Analysis of cardiovascular registry data comparing components of the CHA2DS2-VASc score and oral anticoagulant use also found that women and patients with vascular disease were less likely than other patients with atrial fibrillation to be prescribed anticoagulation that is now indicated by standard guidelines.
Analysis of cardiovascular registry data comparing components of the CHA2DS2-VASc score and oral anticoagulant use found that women and patients with vascular disease were less likely than other patients with atrial fibrillation (AFib) to be prescribed anticoagulation that is now indicated by standard guidelines.
Investigators tabulated data from 706,308 patients who visited cardiologists between 2010 and 2014, comparing actual anticoagulant prescriptions to the current recommendation of anticoagulation for all patients who score 2 or higher on the CHA2DS2-VASc scale.
The patients included in the study all had CHA2DS2-VASc scores of 2 or higher, so anticoagulation would now be indicated across the board, but the analysis found that patients with certain risk factors were significantly more likely to receive treatment than patients with other risk factors.
After adjustment for demographics, known risk factors, modified HAS-BLED scores and other variables, women and vascular disease patients were less likely than average to receive anticoagulation.
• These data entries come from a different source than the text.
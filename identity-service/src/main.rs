//! Identity Service entry point.

use identity_service::config::IdentityConfig;
use identity_service::services::init_metrics;
use identity_service::startup::Application;

use service_core::observability::init_tracing;
use tokio::signal;

async fn shutdown_signal() {
    let ctrl_c = async {
        if let Err(e) = signal::ctrl_c().await {
            tracing::error!(error = %e, "Failed to install Ctrl+C handler");
            std::future::pending::<()>().await;
        }
    };

    #[cfg(unix)]
    let terminate = async {
        match signal::unix::signal(signal::unix::SignalKind::terminate()) {
            Ok(mut sigterm) => {
                sigterm.recv().await;
            }
            Err(e) => {
                tracing::error!(error = %e, "Failed to install SIGTERM handler");
                std::future::pending::<()>().await;
            }
        }
    };

    #[cfg(not(unix))]
    let terminate = std::future::pending::<()>();

    tokio::select! {
        _ = ctrl_c => {},
        _ = terminate => {},
    }

    tracing::info!("Shutdown signal received, starting graceful shutdown");
}

#[tokio::main]
async fn main() -> std::io::Result<()> {
    // Load configuration
    let config = IdentityConfig::from_env().map_err(|e| {
        eprintln!("Failed to load configuration: {}", e);
        std::io::Error::other(format!("Configuration error: {}", e))
    })?;

    // Initialize tracing
    init_tracing(
        &config.service_name,
        &config.log_level,
        config.otlp_endpoint.as_deref(),
    )
    .map_err(|e| {
        eprintln!("Failed to initialize tracing: {}", e);
        std::io::Error::other(format!("Tracing error: {}", e))
    })?;

    tracing::info!(
        version = env!("CARGO_PKG_VERSION"),
        otlp_endpoint = ?config.otlp_endpoint,
        "Starting identity-service"
    );

    // Initialize metrics
    init_metrics().map_err(|e| {
        tracing::error!(error = %e, "Failed to install metrics recorder");
        std::io::Error::other(format!("Metrics error: {}", e))
    })?;

    // Log configuration (mask sensitive values)
    tracing::info!(
        service_name = %config.service_name,
        http_port = %config.common.port,
        contact_store = ?config.contact_store,
        db_max_connections = %config.database.max_connections,
        db_min_connections = %config.database.min_connections,
        mongo_database = %config.mongo.database,
        "Configuration loaded"
    );

    // Build and run application
    let app = Application::build(config).await.map_err(|e| {
        tracing::error!(error = %e, "Failed to build application");
        std::io::Error::other(format!("Application build error: {}", e))
    })?;

    app.run_until_stopped(shutdown_signal()).await?;

    tracing::info!("Service shutdown complete");
    Ok(())
}
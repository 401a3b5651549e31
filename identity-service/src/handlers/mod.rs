//! HTTP handlers for identity-service.

pub mod health;
pub mod identify;
pub mod records;

pub use health::{health_check, metrics, not_found, readiness_check, status};
pub use identify::identify;
pub use records::{list_invoices, list_transactions};
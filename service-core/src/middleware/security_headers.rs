use axum::{extract::Request, http::header, middleware::Next, response::IntoResponse};

/// JSON-only API: nothing on these responses needs to be framed, scripted or
/// sniffed.
pub async fn security_headers_middleware(req: Request, next: Next) -> impl IntoResponse {
    let mut response = next.run(req).await;
    let headers = response.headers_mut();

    headers.insert(
        header::X_CONTENT_TYPE_OPTIONS,
        header::HeaderValue::from_static("nosniff"),
    );
    headers.insert(
        header::STRICT_TRANSPORT_SECURITY,
        header::HeaderValue::from_static("max-age=31536000; includeSubDomains"),
    );
    headers.insert(
        header::CONTENT_SECURITY_POLICY,
        header::HeaderValue::from_static("default-src 'none'; frame-ancestors 'none'"),
    );
    headers.insert(
        header::X_FRAME_OPTIONS,
        header::HeaderValue::from_static("DENY"),
    );

    response
}
use serde::{Deserialize, Serialize};

use crate::services::ConsolidatedContact;

/// Body of `POST /identify`. Both fields are optional at the wire level;
/// the resolver rejects a request that carries neither.
#[derive(Debug, Default, Deserialize)]
#[serde(rename_all = "camelCase")]
pub struct IdentifyRequest {
    #[serde(default)]
    pub email: Option<String>,
    #[serde(default)]
    pub phone_number: Option<PhoneNumber>,
}

/// Clients send phone numbers both quoted and bare.
#[derive(Debug, Clone, PartialEq, Deserialize)]
#[serde(untagged)]
pub enum PhoneNumber {
    Text(String),
    Number(serde_json::Number),
}

impl PhoneNumber {
    pub fn into_string(self) -> String {
        match self {
            PhoneNumber::Text(s) => s,
            PhoneNumber::Number(n) => n.to_string(),
        }
    }
}

impl IdentifyRequest {
    pub fn into_parts(self) -> (Option<String>, Option<String>) {
        (self.email, self.phone_number.map(PhoneNumber::into_string))
    }
}

#[derive(Debug, Serialize)]
pub struct IdentifyResponse {
    pub contact: ConsolidatedContact,
}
Female sex was associated with a 0.79 odds ratio [OR] of treatment (95% confidence interval [CI], 0.78 to 0.80; p < 0.001), while a history of vascular disease was associated with 0.91 OR of treatment (95% CI, 0.85 to 0.96; p = 0.001).
Higher-than-average odds of treatment were associated with all other risk factors included in the CHA2DS2-VASc scale: hypertension (OR, 2.57; 95% CI, 2.46 to 2.69, p < 0.001), age 65 to 74 (OR, 3.35; 95% CI, 3.20 to 3.51; p < 0.001), age 75+ (OR, 3.36; 95% CI, 3.21 to 3.52; p < 0.001), congestive heart failure (OR, 1.31; 95% CI, 1.29 to 1.33; p < 0.001), type 2 diabetes (OR, 1.17; 95% CI, 1.15 to 1.18; p < 0.001) and stroke or transient ischemic attack (OR, 1.32; 95% CI, 1.28 to 1.36; p < 0.001).
“Among this cohort of AFib patients with an indication for oral anticoagulant use, older age and hypertension were strongly associated with greater oral anticoagulant use whereas female gender and vascular disease were associated with less oral anticoagulant use,” the investigators wrote in an abstract they presented at American Heart Association’s 2016 conference on Quality of Care and Outcomes Research in Cardiovascular Disease and Stroke. “Further investigation is needed to understand reasons for these differences in how risk factors influence decisions to provide oral anticoagulation, such as patient or provider preference or gender bias.”
There are, of course, many reasons other than gender bias that could have affected decisions about oral anticoagulation, the investigators noted. For example, studies have long found that women with untreated AFib face a higher risk of thromboembolic events than untreated men, but the CHA2DS2-VASc scale — which specifically includes female sex as a risk factor — did not become a part of official guidelines until 2014. The previous CHADS2 scale, which was in effect for nearly all of the study period, did not take patient sex into account, so it did not recommend anticoagulation for many women that qualify for treatment under the newer scale.
The CHA2DS2-VASc scale assigns patients with AFib 1 point each for a history of Congestive heart failure, Hypertension, Diabetes mellitus, and Vascular disease, along with a single point for Age between 65 and 74 and Sex Category female. It also assigns patients 2 points for a history of Stroke, transient ischemic attack or thromboembolism and 2 points for Age over 75 years.